As a rule, simple text protocols based on HTTP are used for integration in order to offset possible technological differences between microservices. REST-like protocols are practically standard. As an exception, binary protocols like Java RMI or .NET Remoting can be used.

There is a dilemma. Of course, binary protocols are much more efficient. But, first, there are technological limitations. Secondly, on binary protocols it is more difficult to implement the Tolerant Reader pattern, while maintaining efficiency. Thirdly, the dependence of the provider and consumers appears again, since they operate on the same objects and methods, that is, are linked by code base.

Another distinctive feature of the interaction of microservices - synchronous calls are not welcome. It is recommended to use one synchronous call per user request, or refuse from synchronous calls altogether.

And a couple of comments.

  1. The main difficulty of splitting a monolith into microservices is not defining their boundaries. They should already be formed and settled. The difficulty is that local calls become remote. And this affects not only the organization of calls, but also the style of interaction, since frequent calls are no longer suitable. Most likely, it is necessary to revise the API itself, make it larger, and, as a result, revise the logic of the components.
  2. Since asynchronous event interaction is practically a standard in the microservice architecture, it is necessary to understand the creation of event-driven architecture (Event Driven Architecture), and microservices themselves must comply with the requirements of Reactive.

Design for failure for a distributed system


One of the most critical places in the microservice architecture is the need to develop code for a distributed system, the constituent elements of which interact through a network.

And the network is unreliable in nature. The network can simply refuse, it can work badly, it can suddenly stop missing some type of messages, because the firewall settings have changed. Dozens of causes and types of inaccessibility.



Therefore, microservices may suddenly stop responding, may begin to respond more slowly than usual. And every remote call must take this into account. Must properly handle different options for failure, be able to wait, be able to return to normal operation when the counterparty is restored.

An additional level of complexity brings event architecture. And the debugging of such a system is not one microservice, but systems where many streams of multidirectional disordered events are difficult to imagine. And even if each of the microservices will be flawless in terms of business logic, this is not enough. By analogy with sports, “stars” do not guarantee a star team, because in a team, not the “stars” are more important, but the coherence of all its players.
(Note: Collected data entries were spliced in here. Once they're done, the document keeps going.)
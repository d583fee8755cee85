//! Atomic word replacement extraction
//!
//! Diffs a clause pair at token granularity (so multi-char words are never
//! fragmented into misleading character edits) and reports a replacement
//! only for an exact 1:1 substitution: exactly one token removed and one
//! added. Everything messier stays visible only at sentence/clause level.

use crate::tokenizer::{TokenizeMode, Tokenizer};

/// An atomic single-token substitution anchored to its original clause
#[derive(Debug, Clone, PartialEq, Eq, PartialOrd, Ord, Hash)]
#[cfg_attr(feature = "serde", derive(serde::Serialize, serde::Deserialize))]
pub struct WordReplacement {
    /// The token as written in the original
    pub wrong: String,
    /// The token the revision put in its place
    pub correct: String,
    /// Original-side clause the replacement was found in, trimmed
    pub clause: String,
}

/// Cut flavor used when tokenizing clauses for extraction
#[derive(Debug, Clone, Copy, PartialEq, Eq, Default)]
#[cfg_attr(feature = "serde", derive(serde::Serialize, serde::Deserialize))]
pub enum ExtractMode {
    /// General-purpose cut
    #[default]
    Default,
    /// Search-oriented cut
    Search,
}

/// Extract the single-token substitution between two clauses, if any
///
/// Tokenizer failure or empty tokenization yields `None` rather than an
/// error; extraction is best-effort.
pub fn extract_word_replacement(
    clause_a: &str,
    clause_b: &str,
    tokenizer: &dyn Tokenizer,
    mode: ExtractMode,
) -> Option<WordReplacement> {
    let tokens_a = cut_clause(clause_a, tokenizer, mode);
    let tokens_b = cut_clause(clause_b, tokenizer, mode);
    if tokens_a.is_empty() || tokens_b.is_empty() {
        return None;
    }
    let (removed, added) = token_diff(&tokens_a, &tokens_b);
    match (removed.as_slice(), added.as_slice()) {
        ([wrong], [correct]) if !wrong.trim().is_empty() && !correct.trim().is_empty() => {
            Some(WordReplacement {
                wrong: wrong.clone(),
                correct: correct.clone(),
                clause: clause_a.trim().to_string(),
            })
        }
        _ => None,
    }
}

fn cut_clause(clause: &str, tokenizer: &dyn Tokenizer, mode: ExtractMode) -> Vec<String> {
    let tokens = match mode {
        ExtractMode::Default => tokenizer.cut(clause, true),
        ExtractMode::Search => tokenizer
            .tokenize(clause, TokenizeMode::Search, true)
            .into_iter()
            .map(|t| t.word)
            .collect(),
    };
    tokens
        .into_iter()
        .filter(|t| !t.trim().is_empty())
        .collect()
}

/// Removed and added tokens of an LCS-based array diff
///
/// Clauses are short, so the quadratic table is fine.
fn token_diff(a: &[String], b: &[String]) -> (Vec<String>, Vec<String>) {
    let n = a.len();
    let m = b.len();
    let mut lcs = vec![vec![0usize; m + 1]; n + 1];
    for i in (0..n).rev() {
        for j in (0..m).rev() {
            lcs[i][j] = if a[i] == b[j] {
                lcs[i + 1][j + 1] + 1
            } else {
                lcs[i + 1][j].max(lcs[i][j + 1])
            };
        }
    }
    let mut removed = Vec::new();
    let mut added = Vec::new();
    let (mut i, mut j) = (0, 0);
    while i < n && j < m {
        if a[i] == b[j] {
            i += 1;
            j += 1;
        } else if lcs[i + 1][j] >= lcs[i][j + 1] {
            removed.push(a[i].clone());
            i += 1;
        } else {
            added.push(b[j].clone());
            j += 1;
        }
    }
    removed.extend(a[i..].iter().cloned());
    added.extend(b[j..].iter().cloned());
    (removed, added)
}

#[cfg(test)]
mod tests {
    use super::*;
    use crate::tokenizer::{CharTokenizer, Token};

    /// Greedy longest-match dictionary tokenizer for tests
    struct DictTokenizer {
        words: Vec<&'static str>,
    }

    impl DictTokenizer {
        fn new(words: &[&'static str]) -> Self {
            let mut words = words.to_vec();
            words.sort_by_key(|w| std::cmp::Reverse(w.chars().count()));
            Self { words }
        }
    }

    impl Tokenizer for DictTokenizer {
        fn cut(&self, text: &str, _hmm: bool) -> Vec<String> {
            let chars: Vec<char> = text.chars().collect();
            let mut out = Vec::new();
            let mut pos = 0;
            while pos < chars.len() {
                let rest: String = chars[pos..].iter().collect();
                if let Some(word) = self.words.iter().find(|w| rest.starts_with(**w)) {
                    out.push(word.to_string());
                    pos += word.chars().count();
                } else {
                    out.push(chars[pos].to_string());
                    pos += 1;
                }
            }
            out
        }

        fn tokenize(&self, text: &str, _mode: TokenizeMode, hmm: bool) -> Vec<Token> {
            let mut start = 0;
            self.cut(text, hmm)
                .into_iter()
                .map(|word| {
                    let len = word.chars().count();
                    let token = Token {
                        word,
                        start,
                        end: start + len,
                    };
                    start += len;
                    token
                })
                .collect()
        }
    }

    #[test]
    fn single_substitution_is_extracted() {
        let tokenizer = DictTokenizer::new(&["五伯", "五百"]);
        let replacement = extract_word_replacement(
            "他的五伯",
            "他的五百",
            &tokenizer,
            ExtractMode::Default,
        )
        .unwrap();
        assert_eq!(replacement.wrong, "五伯");
        assert_eq!(replacement.correct, "五百");
        assert_eq!(replacement.clause, "他的五伯");
    }

    #[test]
    fn two_unrelated_edits_return_none() {
        let tokenizer = DictTokenizer::new(&[]);
        // both 伯→百 and 天→地 change: two removed, two added
        assert!(extract_word_replacement(
            "五伯今天",
            "五百今地",
            &tokenizer,
            ExtractMode::Default
        )
        .is_none());
    }

    #[test]
    fn identical_clauses_return_none() {
        let tokenizer = DictTokenizer::new(&[]);
        assert!(extract_word_replacement("一样的", "一样的", &tokenizer, ExtractMode::Default)
            .is_none());
    }

    #[test]
    fn pure_insertion_returns_none() {
        let tokenizer = DictTokenizer::new(&[]);
        // one added token, zero removed
        assert!(
            extract_word_replacement("他去了", "他也去了", &tokenizer, ExtractMode::Default)
                .is_none()
        );
    }

    #[test]
    fn empty_tokenization_returns_none() {
        let tokenizer = CharTokenizer;
        assert!(
            extract_word_replacement("", "他去了", &tokenizer, ExtractMode::Default).is_none()
        );
        assert!(
            extract_word_replacement("   ", "   ", &tokenizer, ExtractMode::Default).is_none()
        );
    }

    #[test]
    fn clause_is_trimmed_in_result() {
        let tokenizer = DictTokenizer::new(&["五伯", "五百"]);
        let replacement = extract_word_replacement(
            "  他的五伯  ",
            "他的五百",
            &tokenizer,
            ExtractMode::Default,
        )
        .unwrap();
        assert_eq!(replacement.clause, "他的五伯");
    }

    #[test]
    fn search_mode_uses_span_tokenizer() {
        let tokenizer = DictTokenizer::new(&["五伯", "五百"]);
        let replacement =
            extract_word_replacement("他的五伯", "他的五百", &tokenizer, ExtractMode::Search)
                .unwrap();
        assert_eq!(replacement.wrong, "五伯");
        assert_eq!(replacement.correct, "五百");
    }

    #[test]
    fn multi_char_tokens_are_not_fragmented() {
        // without dictionary entries the diff sees per-char edits 伯→百,
        // with them it sees a single whole-word substitution
        let with_dict = DictTokenizer::new(&["五伯", "五百"]);
        let replacement = extract_word_replacement(
            "他去了五伯家",
            "他去了五百家",
            &with_dict,
            ExtractMode::Default,
        )
        .unwrap();
        assert_eq!(replacement.wrong, "五伯");
        assert_eq!(replacement.correct, "五百");
    }
}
And since the complexity of such systems is very high, the problem is solved as follows.


All this is useful for any monolith, but for microservices such infrastructure is a matter of life and death.

Data decentralization


Another one of the most important elements in the microservice paradigm.
Each microservice in its database!

Populist slogan on the election.

In fact, in the monolith, you can fight for the isolation of components, for example, at the level of server code. If isolation occasionally leaks, modern tools offer advanced refactoring tools. Use. Although, as a rule, there is time for this only when things are already very bad.

Now we will lower down, on database level. For some reason, attention here is much less often paid to isolation. As a result, after a couple of three years of active development in the monolith database, the entropy of the advanced level is formed if not chaos. To overcome it, there is not enough one line in backlog. It takes months of hard and long work.

In microservice architecture, this is solved by the guillotine. There is simply no common database.

In addition to isolation, there are side advantages. For example, it is easier to implement Polyglot Persistence when the base is selected for specific goals. Nothing prevents you from doing this without microservices, and they often do this. But nevertheless in one case it is the law, in another - an exception.



This medal has a downside. Many bases, many contexts, how to harmonize them all? The old technique of distributed transactions is complex and has low speed. Perhaps this can sometimes be experienced. But the need for simultaneous interaction of several microservices can not arrange, and it can not be overcome.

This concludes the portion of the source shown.